The Himalayas, the Patkai and other ranges bordering India in the north and north east, the Vindhyas, which separate the Indo Gangetic plain from the Deccan Plateau, the Satpura, the Aravalli, the Sahyadri, which covers the eastern fringe of the West Coast plains and the Eastern Ghats, irregularly scattered on the East Coast and forming the boundary of the East Coast plains.

Seas/Oceans: Arabian Sea (West), Bay of Bengal (East), Indian Ocean (South)

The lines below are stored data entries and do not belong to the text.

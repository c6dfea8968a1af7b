//! Filesystem contract.
//!
//! The filesystem behind the system call boundary is a single resource shared
//! by every process, and it is not safe for concurrent mutation. Every call
//! that reads, writes, opens, creates, removes or closes a file must run
//! inside [`with_lock`], which holds [`FILESYS_LOCK`] for exactly the
//! duration of the closure. Reading the length of an already-open file is the
//! one documented exception: implementations of
//! [`traits::RegularFile::size`] must be safe to call without the lock.
//!
//! The kernel talks to a filesystem through two handles:
//! - [`FileSystem`]: the mounted filesystem (create, open, remove by name).
//! - [`RegularFile`]: a reference-counted handle to one file's inode.
use crate::{KernelError, sync::SpinLock};
use alloc::sync::Arc;

/// Traits implemented by a concrete filesystem.
pub mod traits {
    use super::InodeNumber;
    use crate::KernelError;

    /// A mounted filesystem with a flat namespace.
    pub trait FileSystem
    where
        Self: Sync + Send,
    {
        /// Creates a file named `name` of `initial_size` zero bytes.
        fn create(&self, name: &str, initial_size: usize) -> Result<(), KernelError>;

        /// Opens the file named `name`.
        fn open(&self, name: &str) -> Result<super::RegularFile, KernelError>;

        /// Removes the file named `name`. Open handles stay usable.
        fn remove(&self, name: &str) -> Result<(), KernelError>;
    }

    /// An inode of a regular file.
    pub trait RegularFile
    where
        Self: Send + Sync,
    {
        /// Inode number of the file.
        fn ino(&self) -> InodeNumber;

        /// Current length of the file in bytes. Must be safe to call without
        /// the filesystem lock.
        fn size(&self) -> usize;

        /// Reads from `position` into `buf`, returning the number of bytes
        /// read. Reading at or past the end returns `0`.
        fn read(&self, position: usize, buf: &mut [u8]) -> Result<usize, KernelError>;

        /// Writes `buf` at `position`, returning the number of bytes written.
        /// Returns `0` while writes to the inode are denied.
        fn write(&self, position: usize, buf: &[u8]) -> Result<usize, KernelError>;

        /// Denies writes to the inode until a matching [`allow_write`].
        ///
        /// [`allow_write`]: RegularFile::allow_write
        fn deny_write(&self);

        /// Lifts one [`deny_write`].
        ///
        /// [`deny_write`]: RegularFile::deny_write
        fn allow_write(&self);
    }
}

/// The inode number of a file.
#[derive(Clone, Copy, Debug, PartialEq, Eq, PartialOrd, Ord, Hash)]
pub struct InodeNumber(pub u32);

/// The lock that serializes every mutating filesystem call.
pub static FILESYS_LOCK: SpinLock<()> = SpinLock::new(());

/// Runs `f` while holding [`FILESYS_LOCK`].
///
/// The lock is released when `f` returns, whatever path it returns by.
/// Calls must not nest.
pub fn with_lock<R>(f: impl FnOnce() -> R) -> R {
    let guard = FILESYS_LOCK.lock();
    let r = f();
    guard.unlock();
    r
}

/// A handle to a mounted filesystem.
#[derive(Clone)]
pub struct FileSystem(pub Arc<dyn traits::FileSystem>);

impl FileSystem {
    /// Wraps a concrete filesystem.
    pub fn new(fs: impl traits::FileSystem + 'static) -> Self {
        Self(Arc::new(fs))
    }

    /// Creates a file. Takes the filesystem lock.
    pub fn create(&self, name: &str, initial_size: usize) -> Result<(), KernelError> {
        with_lock(|| self.0.create(name, initial_size))
    }

    /// Opens a file. Takes the filesystem lock.
    pub fn open(&self, name: &str) -> Result<RegularFile, KernelError> {
        with_lock(|| self.0.open(name))
    }

    /// Removes a file. Takes the filesystem lock.
    pub fn remove(&self, name: &str) -> Result<(), KernelError> {
        with_lock(|| self.0.remove(name))
    }
}

/// A handle to a regular file's inode.
///
/// Cloning the handle shares the inode. The methods here do not take the
/// filesystem lock; callers wrap them in [`with_lock`].
#[derive(Clone)]
pub struct RegularFile(pub Arc<dyn traits::RegularFile>);

impl RegularFile {
    /// Wraps a concrete inode.
    pub fn new(r: impl traits::RegularFile + 'static) -> Self {
        Self(Arc::new(r))
    }

    /// Inode number of the file.
    #[inline]
    pub fn ino(&self) -> InodeNumber {
        self.0.ino()
    }

    /// Length of the file in bytes.
    #[inline]
    pub fn size(&self) -> usize {
        self.0.size()
    }

    /// Reads from `position` into `buf`.
    #[inline]
    pub fn read(&self, position: usize, buf: &mut [u8]) -> Result<usize, KernelError> {
        self.0.read(position, buf)
    }

    /// Writes `buf` at `position`.
    #[inline]
    pub fn write(&self, position: usize, buf: &[u8]) -> Result<usize, KernelError> {
        self.0.write(position, buf)
    }

    /// Denies writes to the inode.
    #[inline]
    pub fn deny_write(&self) {
        self.0.deny_write()
    }

    /// Lifts one write denial.
    #[inline]
    pub fn allow_write(&self) {
        self.0.allow_write()
    }
}

impl core::fmt::Debug for RegularFile {
    fn fmt(&self, f: &mut core::fmt::Formatter<'_>) -> core::fmt::Result {
        f.debug_tuple("RegularFile").field(&self.ino()).finish()
    }
}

Islands: Lakshadweep Islands in Arabian Sea, Andaman and Nicobar Islands in Bay of Bengal

Terrain

Upland Plain (Deccan Plateau) in South,
Flat to Rolling Plain along the Ganges,
Deserts in West,
Himalayas in North.

Elevation extremes


Lowest point Indian Ocean: 0 m
Highest point Kanchenjunga:
8,598 m

Natural resources
Coal (fourth-largest reserves in the world), Iron Ore, Manganese, Mica, Bauxite, Titanium Ore, Chromite, Natural Gas, Diamonds, Petroleum, Limestone, Arable Land

Industries:
Textiles, chemicals, food processing, steel, transportation equipment, cement, mining, petroleum, machinery.

Agriculture:
principal crops- rice, wheat, oilseed, cotton, jute, tea, sugar cane, potatoes;
livestock–cattle, buffaloes, sheep, goats, poultry;
fish catch of about 3 million metric tons ranks India among the world's top 10 fishing nations.

Climate: Varies from tropical monsoon in south to temperate in north Terrain Upland Plain (Deccan Plateau) in South, Flat to Rolling Plain along the Ganges, Deserts in West, Himalayas in North.

Mainly tropical in Southern India but temperatures in the north range from sub-zero degrees to 50 degrees Celsius.

There are well defined seasons in the northern region :

Winter (Dec – Feb),

Spring (Mar – Apr),

Summer (May – Jun),

Monsoons (Jul – Sep) and

Autumn (Oct – Nov).

Time zone: GMT +5,5 hours.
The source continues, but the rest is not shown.